- **Data to use**
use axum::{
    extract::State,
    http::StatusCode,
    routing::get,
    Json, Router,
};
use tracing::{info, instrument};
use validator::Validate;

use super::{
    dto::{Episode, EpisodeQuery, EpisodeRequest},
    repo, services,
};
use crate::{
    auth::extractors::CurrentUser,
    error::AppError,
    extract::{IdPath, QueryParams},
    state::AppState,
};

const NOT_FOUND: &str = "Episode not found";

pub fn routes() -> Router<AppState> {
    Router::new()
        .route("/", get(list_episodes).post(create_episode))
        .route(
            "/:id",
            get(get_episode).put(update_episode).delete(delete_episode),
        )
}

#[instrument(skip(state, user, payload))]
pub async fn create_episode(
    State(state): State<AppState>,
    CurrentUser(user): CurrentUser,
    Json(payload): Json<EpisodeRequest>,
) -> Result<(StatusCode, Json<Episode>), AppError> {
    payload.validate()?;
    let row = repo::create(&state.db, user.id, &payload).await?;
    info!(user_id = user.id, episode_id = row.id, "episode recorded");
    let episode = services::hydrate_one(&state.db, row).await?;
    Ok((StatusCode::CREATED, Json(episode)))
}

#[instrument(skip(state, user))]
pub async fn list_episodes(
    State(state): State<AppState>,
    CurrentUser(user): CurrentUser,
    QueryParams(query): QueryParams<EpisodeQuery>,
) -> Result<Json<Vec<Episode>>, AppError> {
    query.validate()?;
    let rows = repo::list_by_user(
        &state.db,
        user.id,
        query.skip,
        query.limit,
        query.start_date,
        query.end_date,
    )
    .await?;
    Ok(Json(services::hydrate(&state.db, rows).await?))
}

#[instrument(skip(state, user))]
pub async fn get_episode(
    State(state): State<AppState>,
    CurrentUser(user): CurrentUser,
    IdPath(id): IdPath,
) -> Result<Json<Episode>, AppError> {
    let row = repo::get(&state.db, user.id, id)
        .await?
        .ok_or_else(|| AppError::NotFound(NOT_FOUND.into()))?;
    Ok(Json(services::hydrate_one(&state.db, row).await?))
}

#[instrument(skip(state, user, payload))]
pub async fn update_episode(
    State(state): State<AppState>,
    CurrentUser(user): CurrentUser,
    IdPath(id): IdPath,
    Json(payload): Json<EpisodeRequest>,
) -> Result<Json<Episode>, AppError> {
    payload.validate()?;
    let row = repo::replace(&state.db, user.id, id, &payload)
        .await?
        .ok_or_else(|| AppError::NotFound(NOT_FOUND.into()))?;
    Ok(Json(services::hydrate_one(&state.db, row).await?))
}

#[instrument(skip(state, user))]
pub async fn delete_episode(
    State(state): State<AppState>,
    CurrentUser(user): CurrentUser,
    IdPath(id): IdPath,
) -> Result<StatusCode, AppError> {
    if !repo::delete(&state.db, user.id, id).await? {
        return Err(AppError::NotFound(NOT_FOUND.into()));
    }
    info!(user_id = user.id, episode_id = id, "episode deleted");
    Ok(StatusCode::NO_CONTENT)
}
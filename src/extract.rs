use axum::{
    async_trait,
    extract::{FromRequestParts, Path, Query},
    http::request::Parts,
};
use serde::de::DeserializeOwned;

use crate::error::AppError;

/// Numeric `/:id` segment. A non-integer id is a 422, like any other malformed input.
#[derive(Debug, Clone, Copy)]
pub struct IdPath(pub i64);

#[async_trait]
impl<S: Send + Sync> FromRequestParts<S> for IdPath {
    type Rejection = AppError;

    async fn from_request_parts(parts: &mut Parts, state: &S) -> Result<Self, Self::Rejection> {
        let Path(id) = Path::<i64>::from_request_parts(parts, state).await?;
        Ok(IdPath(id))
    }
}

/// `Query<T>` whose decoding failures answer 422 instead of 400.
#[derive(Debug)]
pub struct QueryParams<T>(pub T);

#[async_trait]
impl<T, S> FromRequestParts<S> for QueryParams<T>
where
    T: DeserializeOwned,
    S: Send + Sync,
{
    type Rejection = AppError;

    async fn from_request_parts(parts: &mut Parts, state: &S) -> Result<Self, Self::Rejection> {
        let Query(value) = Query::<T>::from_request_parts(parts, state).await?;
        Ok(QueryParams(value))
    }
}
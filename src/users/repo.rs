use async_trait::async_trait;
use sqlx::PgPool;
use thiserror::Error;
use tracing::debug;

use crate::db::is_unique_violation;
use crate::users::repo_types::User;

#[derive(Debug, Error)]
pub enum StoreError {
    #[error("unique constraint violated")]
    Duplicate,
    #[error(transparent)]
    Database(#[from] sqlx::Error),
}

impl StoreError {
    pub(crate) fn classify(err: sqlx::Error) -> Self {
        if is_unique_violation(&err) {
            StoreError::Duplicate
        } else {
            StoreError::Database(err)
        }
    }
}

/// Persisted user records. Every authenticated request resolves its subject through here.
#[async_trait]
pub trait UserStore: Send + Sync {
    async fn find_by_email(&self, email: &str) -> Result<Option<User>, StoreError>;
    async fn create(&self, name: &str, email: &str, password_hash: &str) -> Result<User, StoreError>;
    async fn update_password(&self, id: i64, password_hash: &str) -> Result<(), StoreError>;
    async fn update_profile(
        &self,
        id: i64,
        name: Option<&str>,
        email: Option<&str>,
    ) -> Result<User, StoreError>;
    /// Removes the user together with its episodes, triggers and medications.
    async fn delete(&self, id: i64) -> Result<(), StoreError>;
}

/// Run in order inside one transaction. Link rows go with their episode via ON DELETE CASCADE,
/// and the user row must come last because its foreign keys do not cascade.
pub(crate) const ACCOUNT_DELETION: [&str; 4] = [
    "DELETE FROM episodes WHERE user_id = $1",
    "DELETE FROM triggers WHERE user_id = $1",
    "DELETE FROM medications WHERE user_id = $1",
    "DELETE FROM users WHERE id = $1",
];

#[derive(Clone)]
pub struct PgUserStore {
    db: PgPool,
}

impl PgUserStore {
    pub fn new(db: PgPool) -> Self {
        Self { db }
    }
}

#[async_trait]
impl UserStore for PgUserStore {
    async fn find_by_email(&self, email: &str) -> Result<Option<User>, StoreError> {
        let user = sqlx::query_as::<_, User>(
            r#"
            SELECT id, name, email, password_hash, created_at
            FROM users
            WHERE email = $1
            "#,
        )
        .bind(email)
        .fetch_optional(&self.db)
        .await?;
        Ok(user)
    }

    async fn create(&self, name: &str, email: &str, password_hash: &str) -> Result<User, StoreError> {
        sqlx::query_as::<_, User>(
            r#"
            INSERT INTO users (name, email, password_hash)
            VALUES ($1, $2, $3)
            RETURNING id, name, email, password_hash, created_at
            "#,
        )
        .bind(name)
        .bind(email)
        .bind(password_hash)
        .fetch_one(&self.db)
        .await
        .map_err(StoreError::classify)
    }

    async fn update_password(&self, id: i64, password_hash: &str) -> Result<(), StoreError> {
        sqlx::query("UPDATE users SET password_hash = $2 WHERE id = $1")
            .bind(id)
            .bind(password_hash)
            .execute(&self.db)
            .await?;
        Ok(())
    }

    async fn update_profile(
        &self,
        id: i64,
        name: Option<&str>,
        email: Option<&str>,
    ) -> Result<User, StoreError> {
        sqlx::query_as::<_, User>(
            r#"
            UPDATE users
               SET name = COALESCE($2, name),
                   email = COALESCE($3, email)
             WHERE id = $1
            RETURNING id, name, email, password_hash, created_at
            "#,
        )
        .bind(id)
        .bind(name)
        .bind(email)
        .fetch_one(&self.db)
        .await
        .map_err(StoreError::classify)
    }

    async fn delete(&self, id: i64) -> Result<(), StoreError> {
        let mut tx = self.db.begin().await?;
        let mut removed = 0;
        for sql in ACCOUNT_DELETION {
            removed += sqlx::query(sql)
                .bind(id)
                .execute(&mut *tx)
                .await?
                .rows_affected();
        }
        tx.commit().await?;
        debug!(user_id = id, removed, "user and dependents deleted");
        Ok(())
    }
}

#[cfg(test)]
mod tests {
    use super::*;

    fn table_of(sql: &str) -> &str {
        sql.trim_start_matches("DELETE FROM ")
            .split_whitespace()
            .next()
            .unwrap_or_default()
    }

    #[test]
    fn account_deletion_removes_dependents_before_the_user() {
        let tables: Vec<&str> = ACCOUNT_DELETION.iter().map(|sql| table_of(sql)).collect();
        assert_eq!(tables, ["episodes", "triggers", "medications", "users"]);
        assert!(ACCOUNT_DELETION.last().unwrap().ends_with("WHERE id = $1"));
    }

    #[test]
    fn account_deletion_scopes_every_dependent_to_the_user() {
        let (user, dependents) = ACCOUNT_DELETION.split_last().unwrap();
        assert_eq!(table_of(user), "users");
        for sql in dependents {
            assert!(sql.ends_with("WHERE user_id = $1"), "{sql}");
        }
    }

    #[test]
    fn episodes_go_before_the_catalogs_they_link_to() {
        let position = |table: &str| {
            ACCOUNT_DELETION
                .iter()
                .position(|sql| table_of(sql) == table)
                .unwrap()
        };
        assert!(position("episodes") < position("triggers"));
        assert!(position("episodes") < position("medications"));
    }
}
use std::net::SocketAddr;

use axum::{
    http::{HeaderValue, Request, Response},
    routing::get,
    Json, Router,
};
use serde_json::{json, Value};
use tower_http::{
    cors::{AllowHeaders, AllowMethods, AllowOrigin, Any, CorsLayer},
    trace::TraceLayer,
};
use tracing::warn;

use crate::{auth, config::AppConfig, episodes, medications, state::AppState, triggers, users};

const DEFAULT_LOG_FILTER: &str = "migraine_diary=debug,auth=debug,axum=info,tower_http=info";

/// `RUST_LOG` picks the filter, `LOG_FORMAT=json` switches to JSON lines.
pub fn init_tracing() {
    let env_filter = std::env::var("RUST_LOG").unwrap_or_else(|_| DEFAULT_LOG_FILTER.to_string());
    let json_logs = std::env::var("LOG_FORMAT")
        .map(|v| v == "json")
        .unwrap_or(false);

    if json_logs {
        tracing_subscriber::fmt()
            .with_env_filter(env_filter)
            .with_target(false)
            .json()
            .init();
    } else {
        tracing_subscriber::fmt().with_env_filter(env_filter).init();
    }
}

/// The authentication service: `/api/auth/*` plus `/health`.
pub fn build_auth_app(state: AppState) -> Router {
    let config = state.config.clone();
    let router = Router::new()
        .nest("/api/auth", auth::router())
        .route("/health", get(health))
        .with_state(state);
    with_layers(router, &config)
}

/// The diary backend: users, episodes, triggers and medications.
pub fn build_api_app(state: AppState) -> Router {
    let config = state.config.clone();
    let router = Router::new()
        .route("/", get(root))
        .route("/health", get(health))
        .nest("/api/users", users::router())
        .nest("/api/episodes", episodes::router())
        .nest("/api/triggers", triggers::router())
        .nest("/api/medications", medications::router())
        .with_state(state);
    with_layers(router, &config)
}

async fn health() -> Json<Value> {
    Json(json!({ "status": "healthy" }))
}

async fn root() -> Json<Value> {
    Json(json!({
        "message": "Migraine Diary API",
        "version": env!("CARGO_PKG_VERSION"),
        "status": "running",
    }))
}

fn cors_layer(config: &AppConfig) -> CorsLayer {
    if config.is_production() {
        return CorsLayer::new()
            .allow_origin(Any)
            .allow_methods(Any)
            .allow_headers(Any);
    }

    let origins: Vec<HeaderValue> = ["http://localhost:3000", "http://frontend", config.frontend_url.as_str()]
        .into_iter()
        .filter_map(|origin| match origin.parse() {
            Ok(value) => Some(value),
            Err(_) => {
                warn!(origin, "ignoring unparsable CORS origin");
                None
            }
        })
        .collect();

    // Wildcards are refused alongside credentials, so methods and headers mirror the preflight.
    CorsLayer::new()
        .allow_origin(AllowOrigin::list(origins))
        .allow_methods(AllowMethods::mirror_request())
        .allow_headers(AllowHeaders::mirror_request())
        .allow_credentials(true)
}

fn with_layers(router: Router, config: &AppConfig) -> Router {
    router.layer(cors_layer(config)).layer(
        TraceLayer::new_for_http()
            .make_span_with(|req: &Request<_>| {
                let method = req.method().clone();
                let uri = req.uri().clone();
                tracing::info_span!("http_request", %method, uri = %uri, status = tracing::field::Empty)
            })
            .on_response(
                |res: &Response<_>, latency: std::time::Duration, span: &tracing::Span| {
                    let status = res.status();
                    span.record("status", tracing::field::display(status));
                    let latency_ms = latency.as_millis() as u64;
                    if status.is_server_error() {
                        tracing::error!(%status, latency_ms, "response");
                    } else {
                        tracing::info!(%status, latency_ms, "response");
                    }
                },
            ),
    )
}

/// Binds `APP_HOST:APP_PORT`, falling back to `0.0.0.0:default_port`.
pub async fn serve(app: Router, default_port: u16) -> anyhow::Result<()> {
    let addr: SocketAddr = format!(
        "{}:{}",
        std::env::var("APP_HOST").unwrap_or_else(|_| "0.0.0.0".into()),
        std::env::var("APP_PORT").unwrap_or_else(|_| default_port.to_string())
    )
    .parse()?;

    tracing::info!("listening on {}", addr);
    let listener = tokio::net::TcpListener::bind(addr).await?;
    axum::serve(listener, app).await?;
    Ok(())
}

- **What needs to be done**
Retype exactly the lines of the data above that fall between the line with "use thiserror::Error;" and the line with "Run in order", inclusive, and add nothing.

- **Output**
use thiserror::Error;
use tracing::debug;

use crate::db::is_unique_violation;
use crate::users::repo_types::User;

#[derive(Debug, Error)]
pub enum StoreError {
    #[error("unique constraint violated")]
    Duplicate,
    #[error(transparent)]
    Database(#[from] sqlx::Error),
}

impl StoreError {
    pub(crate) fn classify(err: sqlx::Error) -> Self {
        if is_unique_violation(&err) {
            StoreError::Duplicate
        } else {
            StoreError::Database(err)
        }
    }
}

/// Persisted user records. Every authenticated request resolves its subject through here.
#[async_trait]
pub trait UserStore: Send + Sync {
    async fn find_by_email(&self, email: &str) -> Result<Option<User>, StoreError>;
    async fn create(&self, name: &str, email: &str, password_hash: &str) -> Result<User, StoreError>;
    async fn update_password(&self, id: i64, password_hash: &str) -> Result<(), StoreError>;
    async fn update_profile(
        &self,
        id: i64,
        name: Option<&str>,
        email: Option<&str>,
    ) -> Result<User, StoreError>;
    /// Removes the user together with its episodes, triggers and medications.
    async fn delete(&self, id: i64) -> Result<(), StoreError>;
}

/// Run in order inside one transaction. Link rows go with their episode via ON DELETE CASCADE,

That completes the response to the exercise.